Fontaine plays the unnamed protagonist in flashback, a timid, shy, orphaned heroine and paid companion to the rich, incorrigible Mrs. Edythe Van Hopper (Florence Bates). While vacationing in France, she comes across a brooding, and mysterious Max de Winter (Laurence Olivier) who seemingly is about to jump off a seaside cliff to his death. After this chance meeting, Maxim courts her to be the next Mrs. de Winter amid Van Hopper’s snide reservations. It is here that Mrs. Van Hopper uses the name Rebecca, Maxim’s beautiful and deceased first wife, to compare and humiliate Maxim’s new bride – adding to her already fragile self-esteem.

Maxim takes her back to Manderley, his large estate in Cornwall. It is here where she meets the intimidating Mrs. Danvers (played by Judith Anderson in her most memorable role), the head housekeeper of the estate. Danvers and her staff are puzzled by the new lady-of-the-house’ lack of self-confidence. Overwhelmed by the scope of her new role, she discovers that Rebecca’s personal artifacts are eerily preserved and untouched by Mrs. Danvers. In a classic scene where Danvers shows Mrs. de Winter Rebecca’s private room, the housekeeper’s dark Machiavellian, motherly (and lesbian) obsession with Rebecca is revealed.

Consumed by forever being in Rebecca’s shadow, everything falls apart during an ill-fated costume ball. Mrs. de Winter, in trying to impress Maxim, is manipulated by Mrs. Danvers into wearing Rebecca’s costume, angering him. Distraught and defeated, Mrs. Danvers convinces Mrs. de Winter she could never take Rebecca’s place and quietly opens a window for her to jump out and end her life. This is however, interrupted by a seaside flair and the announcement that a shipwreck has been discovered – Rebecca’s boat in which she drowned in. A body is found which brings the authorities to question whether it really is Rebecca buried in the family crypt. More clues are revealed about Rebecca, her trysts and infidelities. Did Maxim murder her or did she commit suicide?

Fontaine and Olivier
Fontaine and Olivier

The film won Best Picture in 1940 for David Selznick but Hitchcock lost the Best Director award to John Ford (The Grapes of Wrath), the first of many disappointments Hollywood would bestow on the British auteur. Although he would later disown this movie, it is undeniable proof of Hitchcock’s mastery of the suspense genre. While mostly humorless and understated, Rebecca’s atmospheric and dreamy quality is a rewarding and compelling escape into the gothic psychological thriller – 1940 style. Lacking the toughness of characters of Double Indemnity and the sappiness of Capra and Sturges for example, it is overall a contemporary romance or rather an updated Jane Eyre of the late 30s albeit an artfully detached one. Not surprisingly, Fontaine would later play Eyre in the 1944 film version. Maxim’s character is arguably a contemporary Rochester with perhaps a touch of Heathcliff.

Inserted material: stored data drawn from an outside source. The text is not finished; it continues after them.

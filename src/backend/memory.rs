//! InMemoryBackend - HashMap-backed backend for tests, demos and offline development.

use std::collections::{HashMap, VecDeque};
use std::sync::{Arc, PoisonError, RwLock, RwLockWriteGuard};

use async_trait::async_trait;
use serde_json::{Map, Value};
use tracing::trace;

use super::{Backend, Op};
use crate::error::{BackendError, BackendResult, ErrorKind};
use crate::query::Query;
use crate::row::Row;

/// One recorded backend call.
#[derive(Debug, Clone, PartialEq)]
pub struct Call {
    pub op: Op,
    pub collection: String,
    /// The query for `select` and `delete_where`.
    pub query: Option<Query>,
    /// The target row for `update` and `delete`.
    pub id: Option<String>,
}

struct ForeignKey {
    child: String,
    column: String,
    parent: String,
}

#[derive(Default)]
struct MemoryState {
    tables: HashMap<String, Vec<Value>>,
    unique: HashMap<String, Vec<Vec<String>>>,
    foreign_keys: Vec<ForeignKey>,
    failures: HashMap<(Op, String), VecDeque<ErrorKind>>,
    calls: Vec<Call>,
}

/// In-memory backend keeping JSON rows per collection in insertion order.
///
/// Enforces `id` uniqueness, declared unique column sets and declared foreign
/// keys (on delete), and records every call. Clone-friendly via Arc.
#[derive(Clone, Default)]
pub struct InMemoryBackend {
    state: Arc<RwLock<MemoryState>>,
}

impl InMemoryBackend {
    pub fn new() -> Self {
        Self::default()
    }

    /// Declare a unique constraint over `columns` of `collection`.
    pub fn with_unique(self, collection: &str, columns: &[&str]) -> Self {
        self.write()
            .unique
            .entry(collection.to_string())
            .or_default()
            .push(columns.iter().map(|c| c.to_string()).collect());
        self
    }

    /// Declare that `child.column` references `parent.id`; deleting a
    /// referenced parent fails with `ReferentialConflict`.
    pub fn with_foreign_key(self, child: &str, column: &str, parent: &str) -> Self {
        self.write().foreign_keys.push(ForeignKey {
            child: child.to_string(),
            column: column.to_string(),
            parent: parent.to_string(),
        });
        self
    }

    /// Store typed rows directly, bypassing constraints and the call log.
    pub fn seed<R: Row>(&self, rows: &[R]) {
        let values = rows
            .iter()
            .filter_map(|row| serde_json::to_value(row).ok())
            .collect();
        self.seed_raw(R::COLLECTION, values);
    }

    pub fn seed_raw(&self, collection: &str, rows: Vec<Value>) {
        self.write()
            .tables
            .entry(collection.to_string())
            .or_default()
            .extend(rows);
    }

    /// Make the next `op` on `collection` fail with `kind`. Failures queue up.
    pub fn fail_next(&self, op: Op, collection: &str, kind: ErrorKind) {
        self.write()
            .failures
            .entry((op, collection.to_string()))
            .or_default()
            .push_back(kind);
    }

    /// Current rows of `collection`, in insertion order.
    pub fn rows(&self, collection: &str) -> Vec<Value> {
        self.write()
            .tables
            .get(collection)
            .cloned()
            .unwrap_or_default()
    }

    pub fn calls(&self) -> Vec<Call> {
        self.write().calls.clone()
    }

    /// Queries of every `select` issued against `collection`.
    pub fn selects(&self, collection: &str) -> Vec<Query> {
        self.write()
            .calls
            .iter()
            .filter(|c| c.op == Op::Select && c.collection == collection)
            .filter_map(|c| c.query.clone())
            .collect()
    }

    pub fn clear_calls(&self) {
        self.write().calls.clear();
    }

    fn write(&self) -> RwLockWriteGuard<'_, MemoryState> {
        self.state.write().unwrap_or_else(PoisonError::into_inner)
    }

    /// Log the call, then surface any injected failure for it.
    fn begin(&self, call: Call) -> BackendResult<RwLockWriteGuard<'_, MemoryState>> {
        let mut state = self.write();
        trace!(op = ?call.op, collection = %call.collection, "in-memory backend call");
        let key = (call.op, call.collection.clone());
        state.calls.push(call);

        if let Some(kind) = state.failures.get_mut(&key).and_then(VecDeque::pop_front) {
            return Err(BackendError::new(
                kind,
                format!("injected {:?} failure on {}", key.0, key.1),
            ));
        }
        Ok(state)
    }
}

impl MemoryState {
    fn check_unique(&self, collection: &str, row: &Map<String, Value>) -> BackendResult<()> {
        let Some(table) = self.tables.get(collection) else {
            return Ok(());
        };
        let id = row.get("id");

        if table.iter().any(|existing| existing.get("id") == id) {
            return Err(duplicate(collection, "id"));
        }

        for columns in self.unique.get(collection).into_iter().flatten() {
            let values: Vec<&Value> = columns
                .iter()
                .map(|c| row.get(c).unwrap_or(&Value::Null))
                .collect();
            if values.iter().any(|v| v.is_null()) {
                continue;
            }
            let clash = table.iter().any(|existing| {
                existing.get("id") != id
                    && columns
                        .iter()
                        .zip(&values)
                        .all(|(c, v)| existing.get(c) == Some(*v))
            });
            if clash {
                return Err(duplicate(collection, &columns.join(",")));
            }
        }
        Ok(())
    }

    fn check_unreferenced(&self, collection: &str, id: &str) -> BackendResult<()> {
        for fk in self.foreign_keys.iter().filter(|fk| fk.parent == collection) {
            let referenced = self
                .tables
                .get(&fk.child)
                .map(|rows| rows.iter().any(|r| r.get(&fk.column).and_then(Value::as_str) == Some(id)))
                .unwrap_or(false);
            if referenced {
                return Err(BackendError::new(
                    ErrorKind::ReferentialConflict,
                    format!("{}:{} is still referenced from {}.{}", collection, id, fk.child, fk.column),
                )
                .with_code("23503"));
            }
        }
        Ok(())
    }
}

fn duplicate(collection: &str, columns: &str) -> BackendError {
    BackendError::new(
        ErrorKind::Duplicate,
        format!("duplicate key on {}({})", collection, columns),
    )
    .with_code("23505")
}

fn into_object(collection: &str, value: Value) -> BackendResult<Map<String, Value>> {
    match value {
        Value::Object(object) => Ok(object),
        other => Err(BackendError::new(
            ErrorKind::SchemaMismatch,
            format!("{} expects an object, got {}", collection, other),
        )),
    }
}

#[async_trait]
impl Backend for InMemoryBackend {
    async fn select(&self, collection: &str, query: &Query) -> BackendResult<Vec<Value>> {
        let state = self.begin(Call {
            op: Op::Select,
            collection: collection.to_string(),
            query: Some(query.clone()),
            id: None,
        })?;

        Ok(state
            .tables
            .get(collection)
            .map(|rows| query.apply(rows))
            .unwrap_or_default())
    }

    async fn insert(&self, collection: &str, row: Value) -> BackendResult<Value> {
        let mut state = self.begin(Call {
            op: Op::Insert,
            collection: collection.to_string(),
            query: None,
            id: row.get("id").and_then(Value::as_str).map(str::to_string),
        })?;

        let mut object = into_object(collection, row)?;
        if !object.get("id").map(Value::is_string).unwrap_or(false) {
            object.insert("id".into(), Value::String(uuid::Uuid::new_v4().to_string()));
        }
        state.check_unique(collection, &object)?;

        let stored = Value::Object(object);
        state
            .tables
            .entry(collection.to_string())
            .or_default()
            .push(stored.clone());
        Ok(stored)
    }

    async fn update(&self, collection: &str, id: &str, patch: Value) -> BackendResult<Value> {
        let mut state = self.begin(Call {
            op: Op::Update,
            collection: collection.to_string(),
            query: None,
            id: Some(id.to_string()),
        })?;

        let patch = into_object(collection, patch)?;
        let position = state
            .tables
            .get(collection)
            .and_then(|rows| rows.iter().position(|r| r.get("id").and_then(Value::as_str) == Some(id)))
            .ok_or_else(|| BackendError::not_found(collection, id).with_code("PGRST116"))?;

        let mut updated = into_object(collection, state.tables[collection][position].clone())?;
        for (key, value) in patch {
            if key != "id" {
                updated.insert(key, value);
            }
        }

        // Re-check unique sets against every other row.
        let mut others = std::mem::take(state.tables.entry(collection.to_string()).or_default());
        let current = others.remove(position);
        state.tables.insert(collection.to_string(), others);
        let checked = state.check_unique(collection, &updated);

        let rows = state.tables.entry(collection.to_string()).or_default();
        match checked {
            Ok(()) => {
                let stored = Value::Object(updated);
                rows.insert(position, stored.clone());
                Ok(stored)
            }
            Err(err) => {
                rows.insert(position, current);
                Err(err)
            }
        }
    }

    async fn delete(&self, collection: &str, id: &str) -> BackendResult<()> {
        let mut state = self.begin(Call {
            op: Op::Delete,
            collection: collection.to_string(),
            query: None,
            id: Some(id.to_string()),
        })?;

        state.check_unreferenced(collection, id)?;
        if let Some(rows) = state.tables.get_mut(collection) {
            rows.retain(|r| r.get("id").and_then(Value::as_str) != Some(id));
        }
        Ok(())
    }

    async fn delete_where(&self, collection: &str, query: &Query) -> BackendResult<u64> {
        let mut state = self.begin(Call {
            op: Op::Delete,
            collection: collection.to_string(),
            query: Some(query.clone()),
            id: None,
        })?;

        let doomed: Vec<String> = state
            .tables
            .get(collection)
            .map(|rows| {
                rows.iter()
                    .filter(|r| query.filters.iter().all(|f| f.matches(r)))
                    .filter_map(|r| r.get("id").and_then(Value::as_str).map(str::to_string))
                    .collect()
            })
            .unwrap_or_default();
        for id in &doomed {
            state.check_unreferenced(collection, id)?;
        }

        if let Some(rows) = state.tables.get_mut(collection) {
            rows.retain(|r| {
                r.get("id")
                    .and_then(Value::as_str)
                    .map(|id| !doomed.iter().any(|d| d == id))
                    .unwrap_or(true)
            });
        }
        Ok(doomed.len() as u64)
    }
}
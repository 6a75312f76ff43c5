//! HomeFeed - recent posts, active listings and upcoming meets in one list.

use chrono::{DateTime, Utc};
use serde::Serialize;

use crate::cache::{CacheStore, FetchOutcome, Keyed};
use crate::context::StoreContext;
use crate::domain::{ListingFilter, ListingView, MeetFilter, MeetView, PostFilter, PostView};
use crate::error::StoreResult;
use crate::stores::{load_listings, load_meets, load_posts};

#[derive(Debug, Clone, PartialEq, Serialize)]
#[serde(tag = "kind", content = "item", rename_all = "lowercase")]
pub enum FeedItem {
    Post(PostView),
    Listing(ListingView),
    Meet(MeetView),
}

impl FeedItem {
    pub fn created_at(&self) -> DateTime<Utc> {
        match self {
            FeedItem::Post(view) => view.post.created_at,
            FeedItem::Listing(view) => view.listing.created_at,
            FeedItem::Meet(view) => view.meet.created_at,
        }
    }
}

impl Keyed for FeedItem {
    fn key(&self) -> &str {
        match self {
            FeedItem::Post(view) => &view.post.id,
            FeedItem::Listing(view) => &view.listing.id,
            FeedItem::Meet(view) => &view.meet.id,
        }
    }

    fn kind(&self) -> &'static str {
        match self {
            FeedItem::Post(_) => "post",
            FeedItem::Listing(_) => "listing",
            FeedItem::Meet(_) => "meet",
        }
    }
}

/// Newest first. Stable, so equal timestamps keep their merge order.
pub fn sort_newest_first(items: &mut [FeedItem]) {
    items.sort_by(|a, b| b.created_at().cmp(&a.created_at()));
}

async fn load_feed(ctx: &StoreContext) -> StoreResult<Vec<FeedItem>> {
    let posts = load_posts(ctx, &PostFilter::default()).await?;
    let listings = load_listings(ctx, &ListingFilter::default()).await?;
    let meets = load_meets(ctx, &MeetFilter::upcoming()).await?;

    let mut items: Vec<FeedItem> = posts.into_iter().map(FeedItem::Post).collect();
    items.extend(listings.into_iter().map(FeedItem::Listing));
    items.extend(meets.into_iter().map(FeedItem::Meet));
    sort_newest_first(&mut items);
    items.truncate(ctx.config.page_size);
    Ok(items)
}

#[derive(Clone)]
pub struct HomeFeed {
    ctx: StoreContext,
    items: CacheStore<FeedItem>,
}

impl HomeFeed {
    pub fn new(ctx: StoreContext) -> Self {
        Self {
            ctx,
            items: CacheStore::new("feed"),
        }
    }

    pub fn items(&self) -> &CacheStore<FeedItem> {
        &self.items
    }

    pub async fn load(&self) -> StoreResult<FetchOutcome> {
        let result = self.items.refresh(load_feed(&self.ctx)).await;
        self.ctx.report_failure("load_feed", result)
    }
}
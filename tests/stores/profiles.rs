use carsocial::domain::ProfilePatch;
use carsocial::ErrorKind;

use crate::support::{world, ALICE, BOB};

#[tokio::test]
async fn profile_counts_cars_and_listings() {
    let w = world();
    let alice = w.app.profiles.load(ALICE).await.unwrap();

    assert_eq!(alice.profile.username, "alice");
    assert_eq!(alice.car_count, 2);
    assert_eq!(alice.listing_count, 1);
    assert!(alice.avatar_url.unwrap().ends_with("/avatars/alice/me.png"));

    let bob = w.app.profiles.load(BOB).await.unwrap();
    assert_eq!(bob.listing_count, 2);
    assert_eq!(w.app.profiles.profiles().len(), 2);
}

#[tokio::test]
async fn missing_profile_is_not_found() {
    let w = world();
    let err = w.app.profiles.load("u-nobody").await.unwrap_err();
    assert_eq!(err.kind(), Some(ErrorKind::NotFound));
}

#[tokio::test]
async fn own_profile_update_keeps_counts() {
    let w = world();
    w.app.profiles.load(ALICE).await.unwrap();

    let taken = ProfilePatch {
        username: Some("bob".into()),
        ..ProfilePatch::default()
    };
    let err = w.app.profiles.update_own_profile(taken).await.unwrap_err();
    assert_eq!(err.kind(), Some(ErrorKind::Duplicate));
    assert_eq!(w.app.profiles.get(ALICE).unwrap().profile.username, "alice");

    let bio = ProfilePatch {
        bio: Some("Miata is always the answer".into()),
        ..ProfilePatch::default()
    };
    let updated = w.app.profiles.update_own_profile(bio).await.unwrap();
    assert_eq!(updated.profile.bio.as_deref(), Some("Miata is always the answer"));
    assert_eq!(updated.car_count, 2);
}
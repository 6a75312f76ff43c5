//! CarSocial - the application container wiring one context into every store.

use std::sync::Arc;

use crate::backend::Backend;
use crate::config::ClientConfig;
use crate::context::StoreContext;
use crate::feed::HomeFeed;
use crate::notify::Notifier;
use crate::search::SearchStore;
use crate::session::{Identity, Session};
use crate::stores::{ForumsStore, GarageStore, MarketplaceStore, MeetsStore, ProfileStore};

/// Every feature store of the client, sharing one backend, session and
/// notifier. Clones share all state.
#[derive(Clone)]
pub struct CarSocial {
    ctx: StoreContext,
    pub forums: ForumsStore,
    pub marketplace: MarketplaceStore,
    pub meets: MeetsStore,
    pub garage: GarageStore,
    pub profiles: ProfileStore,
    pub search: SearchStore,
    pub feed: HomeFeed,
}

impl CarSocial {
    pub fn new(backend: Arc<dyn Backend>, config: ClientConfig) -> Self {
        Self::from_context(StoreContext::new(backend, config))
    }

    pub fn with_notifier(
        backend: Arc<dyn Backend>,
        config: ClientConfig,
        notifier: Arc<dyn Notifier>,
    ) -> Self {
        Self::from_context(StoreContext::new(backend, config).with_notifier(notifier))
    }

    pub fn from_context(ctx: StoreContext) -> Self {
        Self {
            forums: ForumsStore::new(ctx.clone()),
            marketplace: MarketplaceStore::new(ctx.clone()),
            meets: MeetsStore::new(ctx.clone()),
            garage: GarageStore::new(ctx.clone()),
            profiles: ProfileStore::new(ctx.clone()),
            search: SearchStore::new(ctx.clone()),
            feed: HomeFeed::new(ctx.clone()),
            ctx,
        }
    }

    /// Talk to the hosted backend described by `config`.
    #[cfg(feature = "rest")]
    pub fn connect(config: ClientConfig) -> Self {
        let session = Session::new();
        let backend = crate::backend::RestBackend::new(&config, session.clone());
        Self::from_context(StoreContext::new(Arc::new(backend), config).with_session(session))
    }

    pub fn context(&self) -> &StoreContext {
        &self.ctx
    }

    pub fn session(&self) -> &Session {
        &self.ctx.session
    }

    pub fn sign_in(&self, identity: Identity) {
        tracing::info!(user_id = %identity.user_id, "signed in");
        self.ctx.session.sign_in(identity);
    }

    /// Sign out and drop every cached view model; they carry per-user flags.
    pub fn sign_out(&self) {
        self.ctx.session.sign_out();
        self.forums.posts().reset();
        self.forums.comments().reset();
        self.marketplace.listings().reset();
        self.marketplace.favorites().reset();
        self.marketplace.offers().reset();
        self.meets.meets().reset();
        self.garage.cars().reset();
        self.profiles.profiles().reset();
        self.search.clear();
        self.feed.items().reset();
        tracing::info!("signed out");
    }
}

Hitchcock did his best to own this movie by using In-Camera Editing, a process where only necessary shots are filmed for a scene – limiting the amount of alternate or excess footage Selznick could get his hands on to interfere with Hitchcock’s final cut. This experience with the Selznick studio prompted Hitchcock to fully control the final edit of his later films and we have Selznick to thank. Kubrick would have a similar epiphany after filming Spartacus with Kirk Douglas. As with Kubrick, Hitchcock proved he could be a big-time Hollywood director and handle big-time budgets with A-list Hollywood actors. It is a shame he never garnered a Best Director Oscar. The Academy tried to make it up by giving him a Lifetime Achievement Award but by then his career was over.

While not his first or best film, Rebecca is a landmark of a prestige that only Selznick’s Hollywood could offer – an elegant, gothic, romantic thriller – a far cry from Selznick’s 4-hour soap opera Gone With The Wind the previous year. It still mystifies some that Hitchcock bears his name on it – it shouldn’t. Any other director would make it too weepy and too melodramatic. Its detached and haunting nature is all Hitch. One of his best (and there are many) – and yes, he even appears in it.